A commonly encountered failure mode in microfluidic devices is delamination between adjacent device layers. Thus the design of robust microfluidic structures requires not only an analysis of the operating pressures required for device function, but the pressures at which delamination will occur.
One class of components susceptible to delamination is pneumatic valves, which consist of control and flow channels separated by a thin elastomeric membrane, illustrated in Figure 1. Pressurization of the control layer deflects the membrane into the flow channel, closing the valve. This pressurization also results in the development of tensile stress at the interface between the valve membrane and the control channel substrate, which can lead to delamination.
Veryst examined the influence of control channel geometry on the actuation and delamination pressures of a pneumatic microfluidic valve using finite element analysis. Adhesion of the valve membrane to the control layer was described using a cohesive zone model.
Figure 2 shows ¼ of a 3D model of the microfluidic valve in (a) the open position and (b) the closed position after the onset of delamination.
The ratio of delamination pressure (Pdelam) to closing pressure (Pclose) predicted by the analysis is plotted in Figure 3 as a function of the control channel offset, Δ (see inset).
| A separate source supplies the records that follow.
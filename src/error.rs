use thiserror::Error;

#[derive(Error, Debug)]
pub enum KeeperError {
    #[error("Insufficient shares: need at least {required}, but only {provided} provided")]
    InsufficientShares { required: usize, provided: usize },

    #[error("Mismatched shares: {reason}")]
    MismatchedShares { reason: String },

    #[error("Invalid field modulus: {reason}")]
    InvalidModulus { reason: String },

    #[error("Invalid threshold: {threshold} (must be between {min} and {max})")]
    InvalidThreshold { threshold: usize, min: usize, max: usize },

    #[error("Invalid share count: {count} (must be between {min} and {max})")]
    InvalidShareCount { count: usize, min: usize, max: usize },

    #[error("Share count mismatch: {shares} shares for {key_holders} key holders")]
    ShareCountMismatch { shares: usize, key_holders: usize },

    #[error("Secret too large: {size} bytes (max: {max})")]
    SecretTooLarge { size: usize, max: usize },

    #[error("Invalid share encoding: {0}")]
    Encoding(String),

    #[error("Backup group not found: {group_id}")]
    GroupNotFound { group_id: String },

    #[error("Recovery request not found: {request_id}")]
    RequestNotFound { request_id: String },

    #[error("Recovery request expired: {request_id}")]
    RequestExpired { request_id: String },

    #[error("Recovery request {request_id} is not completed")]
    RequestNotCompleted { request_id: String },

    #[error("Identity {identity} is not a key holder for recovery request {request_id}")]
    UnknownResponder { request_id: String, identity: String },

    #[error("Approval from {identity} for recovery request {request_id} carries no share")]
    MissingShare { request_id: String, identity: String },

    #[error("Denial from {identity} for recovery request {request_id} must not carry a share")]
    UnexpectedShare { request_id: String, identity: String },

    #[error("Approval from {identity} for completed recovery request {request_id} cannot be changed")]
    ApprovalLocked { request_id: String, identity: String },

    #[error("No share held for group {group_id}")]
    ShareNotHeld { group_id: String },

    #[error("Storage error: {0}")]
    Storage(#[from] anyhow::Error),

    #[error("Serialization error: {0}")]
    Serialization(#[from] serde_json::Error),

    #[error("Transport error: {0}")]
    Transport(String),

    #[error("Configuration error: {0}")]
    Configuration(String),

    #[error("Internal error: {0}")]
    Internal(String),
}

impl KeeperError {
    /// Validation failures are raised before any side effect and are never retried.
    pub fn is_validation(&self) -> bool {
        matches!(
            self,
            KeeperError::InsufficientShares { .. }
                | KeeperError::MismatchedShares { .. }
                | KeeperError::InvalidModulus { .. }
                | KeeperError::InvalidThreshold { .. }
                | KeeperError::InvalidShareCount { .. }
                | KeeperError::ShareCountMismatch { .. }
                | KeeperError::SecretTooLarge { .. }
                | KeeperError::Encoding(_)
                | KeeperError::UnknownResponder { .. }
                | KeeperError::MissingShare { .. }
                | KeeperError::UnexpectedShare { .. }
                | KeeperError::ApprovalLocked { .. }
        )
    }

    pub fn is_not_found(&self) -> bool {
        matches!(
            self,
            KeeperError::RequestNotFound { .. } | KeeperError::GroupNotFound { .. }
        )
    }

    /// Short label used for metrics and structured logs
    pub fn kind(&self) -> &'static str {
        match self {
            KeeperError::InsufficientShares { .. } => "insufficient_shares",
            KeeperError::MismatchedShares { .. } => "mismatched_shares",
            KeeperError::InvalidModulus { .. } => "invalid_modulus",
            KeeperError::InvalidThreshold { .. } => "invalid_threshold",
            KeeperError::InvalidShareCount { .. } => "invalid_share_count",
            KeeperError::ShareCountMismatch { .. } => "share_count_mismatch",
            KeeperError::SecretTooLarge { .. } => "secret_too_large",
            KeeperError::Encoding(_) => "encoding",
            KeeperError::GroupNotFound { .. } => "group_not_found",
            KeeperError::RequestNotFound { .. } => "request_not_found",
            KeeperError::RequestExpired { .. } => "request_expired",
            KeeperError::RequestNotCompleted { .. } => "request_not_completed",
            KeeperError::UnknownResponder { .. } => "unknown_responder",
            KeeperError::MissingShare { .. } => "missing_share",
            KeeperError::UnexpectedShare { .. } => "unexpected_share",
            KeeperError::ApprovalLocked { .. } => "approval_locked",
            KeeperError::ShareNotHeld { .. } => "share_not_held",
            KeeperError::Storage(_) => "storage",
            KeeperError::Serialization(_) => "serialization",
            KeeperError::Transport(_) => "transport",
            KeeperError::Configuration(_) => "configuration",
            KeeperError::Internal(_) => "internal",
        }
    }
}

pub type Result<T> = std::result::Result<T, KeeperError>;
// src/bin/cli/main.rs - Sharekeeper CLI

use anyhow::{Context, Result};
use clap::{Parser, Subcommand};
use sharekeeper::{
    BackupGroup, Config, KeyHolder, MemoryRelayNetwork, SecretSharingEngine, Share, ShareMetadata,
    VaultService,
};
use std::io::{BufRead, Read, Write};
use std::sync::Arc;
use std::time::Duration;
use tracing::{error, info};
use tracing_subscriber::EnvFilter;

#[derive(Parser)]
#[command(name = "sharekeeper")]
#[command(about = "Split secrets into threshold shares and put them back together")]
#[command(version = env!("CARGO_PKG_VERSION"))]
struct Cli {
    /// Enable verbose output
    #[arg(short, long)]
    verbose: bool,

    #[command(subcommand)]
    command: Commands,
}

#[derive(Subcommand)]
enum Commands {
    /// Read a secret from stdin and print one share per line as JSON
    Split {
        /// Shares required to reconstruct
        #[arg(short, long)]
        threshold: usize,

        /// Shares to produce
        #[arg(short = 'n', long)]
        shares: usize,

        /// Group id stamped on every share
        #[arg(long, default_value = "local")]
        group_id: String,

        /// Group label stamped on every share
        #[arg(long, default_value = "Local backup")]
        label: String,

        /// Creator identity stamped on every share
        #[arg(long, default_value = "local")]
        creator: String,
    },
    /// Read share JSON lines from stdin and print the secret
    Combine,
    /// Print the effective configuration
    Config,
    /// Back up and recover a secret between in-process key holders
    Demo {
        /// Number of key holders
        #[arg(long, default_value = "3")]
        holders: usize,

        /// Approvals required
        #[arg(long, default_value = "2")]
        threshold: usize,
    },
}

#[tokio::main]
async fn main() -> Result<()> {
    let cli = Cli::parse();

    // Logs go to stderr so share output on stdout stays machine readable
    let default_level = if cli.verbose { "debug" } else { "warn" };
    tracing_subscriber::fmt()
        .with_writer(std::io::stderr)
        .with_env_filter(
            EnvFilter::try_from_default_env().unwrap_or_else(|_| EnvFilter::new(default_level)),
        )
        .init();

    let config = Config::from_env().context("Failed to load configuration")?;

    let result = match cli.command {
        Commands::Split {
            threshold,
            shares,
            group_id,
            label,
            creator,
        } => handle_split(&config, threshold, shares, group_id, label, creator),
        Commands::Combine => handle_combine(&config),
        Commands::Config => handle_config(&config),
        Commands::Demo { holders, threshold } => handle_demo(config, holders, threshold).await,
    };

    if let Err(e) = result {
        error!("Command failed: {:#}", e);
        std::process::exit(1);
    }

    Ok(())
}

fn handle_split(
    config: &Config,
    threshold: usize,
    count: usize,
    group_id: String,
    group_label: String,
    creator_identity: String,
) -> Result<()> {
    let mut secret = Vec::new();
    std::io::stdin()
        .read_to_end(&mut secret)
        .context("Failed to read secret from stdin")?;
    let secret = zeroize::Zeroizing::new(secret);

    let metadata = ShareMetadata {
        creator_identity,
        group_id,
        group_label,
        peers: Vec::new(),
    };
    let engine = SecretSharingEngine::new(&config.sharing);
    let shares = engine.split(&secret, threshold, count, &metadata)?;

    let stdout = std::io::stdout();
    let mut out = stdout.lock();
    for share in &shares {
        writeln!(out, "{}", serde_json::to_string(share)?)?;
    }
    info!(threshold, shares = shares.len(), "Split secret");
    Ok(())
}

fn handle_combine(config: &Config) -> Result<()> {
    let mut shares = Vec::new();
    for (number, line) in std::io::stdin().lock().lines().enumerate() {
        let line = line.context("Failed to read shares from stdin")?;
        if line.trim().is_empty() {
            continue;
        }
        let share: Share = serde_json::from_str(&line)
            .with_context(|| format!("Line {} is not a share", number + 1))?;
        shares.push(share);
    }

    let engine = SecretSharingEngine::new(&config.sharing);
    let secret = engine.combine(&shares)?;
    std::io::stdout().write_all(&secret)?;
    Ok(())
}

fn handle_config(config: &Config) -> Result<()> {
    let validation = config.validate_detailed();
    println!("{}", serde_json::to_string_pretty(&config.summary())?);

    for warning in &validation.warnings {
        println!("warning: {}: {}", warning.field, warning.message);
    }
    for err in &validation.errors {
        println!("error: {}: {}", err.field, err.message);
    }
    if !validation.success {
        anyhow::bail!("configuration has {} error(s)", validation.errors.len());
    }
    Ok(())
}

async fn handle_demo(mut config: Config, holders: usize, threshold: usize) -> Result<()> {
    let relay = "wss://relay.local".to_string();
    config.distribution.default_relays = vec![relay.clone()];
    config.storage.backend = "memory".to_string();

    let network = MemoryRelayNetwork::new();
    let owner = VaultService::new(config.clone(), Arc::new(network.endpoint("owner"))).await?;
    owner.start_inbound().await?;

    let mut key_holders = Vec::new();
    let mut services = Vec::new();
    for i in 0..holders {
        let identity = format!("holder-{}", i + 1);
        let service = VaultService::new(config.clone(), Arc::new(network.endpoint(&identity))).await?;
        service.start_inbound().await?;
        key_holders.push(KeyHolder::new(identity.clone(), identity));
        services.push(service);
    }

    let group = BackupGroup::new("Demo", threshold, key_holders, vec![relay]);
    let receipt = owner.backup_secret(&group, b"correct horse battery staple").await?;
    println!(
        "Distributed {} shares ({} delivered)",
        receipt.records.len(),
        receipt.records.iter().filter(|r| r.is_published()).count()
    );

    for service in &services {
        let mut attempts = 0;
        while service
            .storage()
            .get_received_share(&group.group_id, service.identity())
            .await?
            .is_none()
        {
            wait_for_delivery(&mut attempts).await?;
        }
    }

    let request = owner.initiate_recovery(&group.group_id, None).await?;
    println!("Initiated recovery request {}", request.id);

    for service in services.iter().take(threshold) {
        let mut attempts = 0;
        while service.coordinator().get_request(&request.id).await?.is_none() {
            wait_for_delivery(&mut attempts).await?;
        }
        service.answer_recovery(&request.id, true).await?;
        println!("{} approved", service.identity());
    }

    let mut attempts = 0;
    while !owner.recovery_status(&group.group_id).await?.can_recover {
        wait_for_delivery(&mut attempts).await?;
    }
    let secret = owner.reconstruct(&request.id).await?;
    println!("Recovered: {}", String::from_utf8_lossy(&secret));
    Ok(())
}

/// Sleeps briefly between polls, giving up after a few seconds.
async fn wait_for_delivery(attempts: &mut u32) -> Result<()> {
    *attempts += 1;
    if *attempts > 100 {
        anyhow::bail!("timed out waiting for message delivery");
    }
    tokio::time::sleep(Duration::from_millis(20)).await;
    Ok(())
}
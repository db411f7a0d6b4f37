use chrono::{DateTime, Utc};
use serde::{Deserialize, Serialize};

use crate::messaging::ShareEnvelope;

/// Metadata stamped onto every share of one split.
#[derive(Debug, Clone, Serialize, Deserialize, PartialEq, Eq, Default)]
pub struct ShareMetadata {
    pub creator_identity: String,
    pub group_id: String,
    pub group_label: String,
    pub peers: Vec<String>,
}

/// One point of a split secret plus everything needed to validate it at combine time.
///
/// `value` and `field_modulus` are lowercase hex encodings of field elements.
/// The recipient fields are only filled in on the key holder's copy.
#[derive(Debug, Clone, Serialize, Deserialize, PartialEq, Eq)]
pub struct Share {
    pub value: String,
    pub threshold: usize,
    pub total_shares: usize,
    pub index: usize,
    pub field_modulus: String,
    pub creator_identity: String,
    pub created_at: DateTime<Utc>,
    pub group_id: String,
    pub group_label: String,
    pub peers: Vec<String>,
    pub recipient_identity: Option<String>,
    pub received: bool,
    pub received_at: Option<DateTime<Utc>>,
    pub distribution_event_id: Option<String>,
}

impl Share {
    /// Rebuilds the key holder's copy of a share from a delivered envelope.
    pub fn from_envelope(
        envelope: &ShareEnvelope,
        recipient_identity: &str,
        distribution_event_id: Option<String>,
        received_at: DateTime<Utc>,
    ) -> Self {
        Self {
            value: envelope.value.clone(),
            threshold: envelope.threshold,
            total_shares: envelope.total_shares,
            index: envelope.share_index,
            field_modulus: envelope.field_modulus.clone(),
            creator_identity: envelope.creator_identity.clone(),
            created_at: received_at,
            group_id: envelope.group_id.clone(),
            group_label: envelope.group_label.clone(),
            peers: Vec::new(),
            recipient_identity: Some(recipient_identity.to_string()),
            received: true,
            received_at: Some(received_at),
            distribution_event_id,
        }
    }

    /// The parameters every share of one split must agree on.
    pub fn parameters(&self) -> (usize, usize, &str) {
        (self.threshold, self.total_shares, &self.field_modulus)
    }

    pub fn belongs_to(&self, group_id: &str) -> bool {
        self.group_id == group_id
    }
}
As the control channel opening widens, the closing pressure decreases. Simultaneously, increasing the curvature of the control channel edge distributes stress along the interface, increasing the pressure required for delamination. The result is a nearly 200% increase in the ratio of the delamination pressure to the closing pressure of the valve, without modifying the adhesion of the interface, the geometry of the flow channel, or the footprint of the device.